[[ Data in this exercise open ]]

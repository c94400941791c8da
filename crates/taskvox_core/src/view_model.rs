//! Derived list-screen state: search, filter, ordering and global counts.
//!
//! Everything here is a pure function of the collection plus the ephemeral
//! search/filter inputs. Nothing is persisted and nothing can fail.

use crate::error::AppError;
use crate::model::{Task, parse_timestamp};
use serde::Serialize;
use std::cmp::Ordering;
use std::str::FromStr;
use time::OffsetDateTime;

#[derive(Debug, Clone, Copy, Default, PartialEq, Eq, Serialize)]
#[serde(rename_all = "snake_case")]
pub enum TaskFilter {
    #[default]
    All,
    Pending,
    Completed,
}

impl TaskFilter {
    fn keeps(self, task: &Task) -> bool {
        match self {
            Self::All => true,
            Self::Pending => !task.completed,
            Self::Completed => task.completed,
        }
    }
}

impl FromStr for TaskFilter {
    type Err = AppError;

    fn from_str(raw: &str) -> Result<Self, Self::Err> {
        match raw.trim().to_ascii_lowercase().as_str() {
            "" | "all" => Ok(Self::All),
            "pending" => Ok(Self::Pending),
            "completed" | "done" => Ok(Self::Completed),
            other => Err(AppError::invalid_input(format!(
                "unknown filter '{other}' (expected all, pending or completed)"
            ))),
        }
    }
}

#[derive(Debug, Clone, Copy, Default, PartialEq, Eq, Serialize)]
pub struct TaskStats {
    pub total: usize,
    pub completed: usize,
    pub pending: usize,
}

#[derive(Debug, Clone, PartialEq, Eq, Serialize)]
pub struct TaskListView {
    pub tasks: Vec<Task>,
    pub stats: TaskStats,
}

/// Ephemeral list-screen inputs.
#[derive(Debug, Clone, Default, PartialEq, Eq)]
pub struct ListQuery {
    pub search: String,
    pub filter: TaskFilter,
}

impl ListQuery {
    pub fn new<S: Into<String>>(search: S, filter: TaskFilter) -> Self {
        Self {
            search: search.into(),
            filter,
        }
    }

    pub fn view(&self, tasks: &[Task]) -> TaskListView {
        build_view(tasks, &self.search, self.filter)
    }
}

pub fn build_view(tasks: &[Task], search: &str, filter: TaskFilter) -> TaskListView {
    TaskListView {
        tasks: visible_tasks(tasks, search, filter),
        stats: stats(tasks),
    }
}

pub fn visible_tasks(tasks: &[Task], search: &str, filter: TaskFilter) -> Vec<Task> {
    let searching = !search.trim().is_empty();
    let needle = search.to_lowercase();

    let mut visible: Vec<Task> = tasks
        .iter()
        .filter(|task| !searching || task.title.to_lowercase().contains(&needle))
        .filter(|task| filter.keeps(task))
        .cloned()
        .collect();

    visible.sort_by(compare_for_display);
    visible
}

pub fn stats(tasks: &[Task]) -> TaskStats {
    let completed = tasks.iter().filter(|task| task.completed).count();
    TaskStats {
        total: tasks.len(),
        completed,
        pending: tasks.len() - completed,
    }
}

/// Pending first, soonest due date first, undated last; then completed,
/// most recently completed first, undated last.
pub fn compare_for_display(a: &Task, b: &Task) -> Ordering {
    match (a.completed, b.completed) {
        (false, true) => Ordering::Less,
        (true, false) => Ordering::Greater,
        (false, false) => present_first(
            timestamp(a.due_date.as_deref()),
            timestamp(b.due_date.as_deref()),
            |x, y| x.cmp(&y),
        ),
        (true, true) => present_first(
            timestamp(a.completed_at.as_deref()),
            timestamp(b.completed_at.as_deref()),
            |x, y| y.cmp(&x),
        ),
    }
}

fn present_first<F>(a: Option<OffsetDateTime>, b: Option<OffsetDateTime>, order: F) -> Ordering
where
    F: FnOnce(OffsetDateTime, OffsetDateTime) -> Ordering,
{
    match (a, b) {
        (Some(x), Some(y)) => order(x, y),
        (Some(_), None) => Ordering::Less,
        (None, Some(_)) => Ordering::Greater,
        (None, None) => Ordering::Equal,
    }
}

// Unparseable timestamps sort as if absent.
fn timestamp(value: Option<&str>) -> Option<OffsetDateTime> {
    value.and_then(parse_timestamp)
}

[[ Data in this exercise closed ]]

What to produce: The reply is to be an exact copy of the listing.

Task response:
repository c94400941791c8da
filename crates/taskvox_core/src/view_model.rs
//! Derived list-screen state: search, filter, ordering and global counts.
//!
//! Everything here is a pure function of the collection plus the ephemeral
//! search/filter inputs. Nothing is persisted and nothing can fail.

use crate::error::AppError;
use crate::model::{Task, parse_timestamp};
use serde::Serialize;
use std::cmp::Ordering;
use std::str::FromStr;
use time::OffsetDateTime;

#[derive(Debug, Clone, Copy, Default, PartialEq, Eq, Serialize)]
#[serde(rename_all = "snake_case")]
pub enum TaskFilter {
    #[default]
    All,
    Pending,
    Completed,
}

impl TaskFilter {
    fn keeps(self, task: &Task) -> bool {
        match self {
            Self::All => true,
            Self::Pending => !task.completed,
            Self::Completed => task.completed,
        }
    }
}

impl FromStr for TaskFilter {
    type Err = AppError;

    fn from_str(raw: &str) -> Result<Self, Self::Err> {
        match raw.trim().to_ascii_lowercase().as_str() {
            "" | "all" => Ok(Self::All),
            "pending" => Ok(Self::Pending),
            "completed" | "done" => Ok(Self::Completed),
            other => Err(AppError::invalid_input(format!(
                "unknown filter '{other}' (expected all, pending or completed)"
            ))),
        }
    }
}

#[derive(Debug, Clone, Copy, Default, PartialEq, Eq, Serialize)]
pub struct TaskStats {
    pub total: usize,
    pub completed: usize,
    pub pending: usize,
}

#[derive(Debug, Clone, PartialEq, Eq, Serialize)]
pub struct TaskListView {
    pub tasks: Vec<Task>,
    pub stats: TaskStats,
}

/// Ephemeral list-screen inputs.
#[derive(Debug, Clone, Default, PartialEq, Eq)]
pub struct ListQuery {
    pub search: String,
    pub filter: TaskFilter,
}

impl ListQuery {
    pub fn new<S: Into<String>>(search: S, filter: TaskFilter) -> Self {
        Self {
            search: search.into(),
            filter,
        }
    }

    pub fn view(&self, tasks: &[Task]) -> TaskListView {
        build_view(tasks, &self.search, self.filter)
    }
}

pub fn build_view(tasks: &[Task], search: &str, filter: TaskFilter) -> TaskListView {
    TaskListView {
        tasks: visible_tasks(tasks, search, filter),
        stats: stats(tasks),
    }
}

pub fn visible_tasks(tasks: &[Task], search: &str, filter: TaskFilter) -> Vec<Task> {
    let searching = !search.trim().is_empty();
    let needle = search.to_lowercase();

    let mut visible: Vec<Task> = tasks
        .iter()
        .filter(|task| !searching || task.title.to_lowercase().contains(&needle))
        .filter(|task| filter.keeps(task))
        .cloned()
        .collect();

    visible.sort_by(compare_for_display);
    visible
}

pub fn stats(tasks: &[Task]) -> TaskStats {
    let completed = tasks.iter().filter(|task| task.completed).count();
    TaskStats {
        total: tasks.len(),
        completed,
        pending: tasks.len() - completed,
    }
}

/// Pending first, soonest due date first, undated last; then completed,
/// most recently completed first, undated last.
pub fn compare_for_display(a: &Task, b: &Task) -> Ordering {
    match (a.completed, b.completed) {
        (false, true) => Ordering::Less,
        (true, false) => Ordering::Greater,
        (false, false) => present_first(
            timestamp(a.due_date.as_deref()),
            timestamp(b.due_date.as_deref()),
            |x, y| x.cmp(&y),
        ),
        (true, true) => present_first(
            timestamp(a.completed_at.as_deref()),
            timestamp(b.completed_at.as_deref()),
            |x, y| y.cmp(&x),
        ),
    }
}

fn present_first<F>(a: Option<OffsetDateTime>, b: Option<OffsetDateTime>, order: F) -> Ordering
where
    F: FnOnce(OffsetDateTime, OffsetDateTime) -> Ordering,
{
    match (a, b) {
        (Some(x), Some(y)) => order(x, y),
        (Some(_), None) => Ordering::Less,
        (None, Some(_)) => Ordering::Greater,
        (None, None) => Ordering::Equal,
    }
}

// Unparseable timestamps sort as if absent.
fn timestamp(value: Option<&str>) -> Option<OffsetDateTime> {
    value.and_then(parse_timestamp)
}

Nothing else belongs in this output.